Work to be completed - Which lines in the records below contain the word "Serialize"? Copy each one.

Supplied data -
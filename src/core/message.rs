//! User messages: payload plus any ports being transferred alongside it.

use bytes::Bytes;
use serde::{Deserialize, Serialize};

use super::event::PortDescriptor;
use super::name::PortName;

/// An application message exchanged between two entangled ports.
///
/// `ports` and `descriptors` are parallel arrays: slot *i* of `ports` holds
/// the name a carried port will bear at its destination and slot *i* of
/// `descriptors` holds everything needed to rebuild it there. The embedder
/// fills `ports` with the names of local ports it wants to transfer; the
/// sending node rewrites each slot to the freshly minted destination name
/// while filling the descriptor.
///
/// `sequence_num` of zero means "not yet stamped"; the sending port assigns
/// the stamp and proxies preserve it.
#[derive(Clone, Debug, PartialEq, Eq, Serialize, Deserialize)]
pub struct UserMessage {
    sequence_num: u64,
    ports: Vec<PortName>,
    descriptors: Vec<PortDescriptor>,
    payload: Bytes,
}

impl UserMessage {
    /// A message with no carried ports.
    pub fn new(payload: impl Into<Bytes>) -> Self {
        Self::with_port_slots(payload.into(), 0)
    }

    /// A message with `num_ports` unfilled port slots.
    pub fn with_port_slots(payload: Bytes, num_ports: usize) -> Self {
        Self {
            sequence_num: 0,
            ports: vec![PortName::INVALID; num_ports],
            descriptors: vec![PortDescriptor::invalid(); num_ports],
            payload,
        }
    }

    /// A message carrying the named local ports.
    pub fn with_ports(payload: impl Into<Bytes>, ports: Vec<PortName>) -> Self {
        let descriptors = vec![PortDescriptor::invalid(); ports.len()];
        Self {
            sequence_num: 0,
            ports,
            descriptors,
            payload: payload.into(),
        }
    }

    pub fn sequence_num(&self) -> u64 {
        self.sequence_num
    }

    pub(crate) fn set_sequence_num(&mut self, sequence_num: u64) {
        self.sequence_num = sequence_num;
    }

    pub fn payload(&self) -> &[u8] {
        &self.payload
    }

    pub fn num_ports(&self) -> usize {
        self.ports.len()
    }

    pub fn ports(&self) -> &[PortName] {
        &self.ports
    }

    /// Name a local port to transfer in slot `index`.
    pub fn set_port(&mut self, index: usize, name: PortName) {
        self.ports[index] = name;
    }

    pub(crate) fn descriptor(&self, index: usize) -> &PortDescriptor {
        &self.descriptors[index]
    }

    pub(crate) fn set_slot(&mut self, index: usize, name: PortName, descriptor: PortDescriptor) {
        self.ports[index] = name;
        self.descriptors[index] = descriptor;
    }
}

Answer space -
use serde::{Deserialize, Serialize};
#[derive(Clone, Debug, PartialEq, Eq, Serialize, Deserialize)]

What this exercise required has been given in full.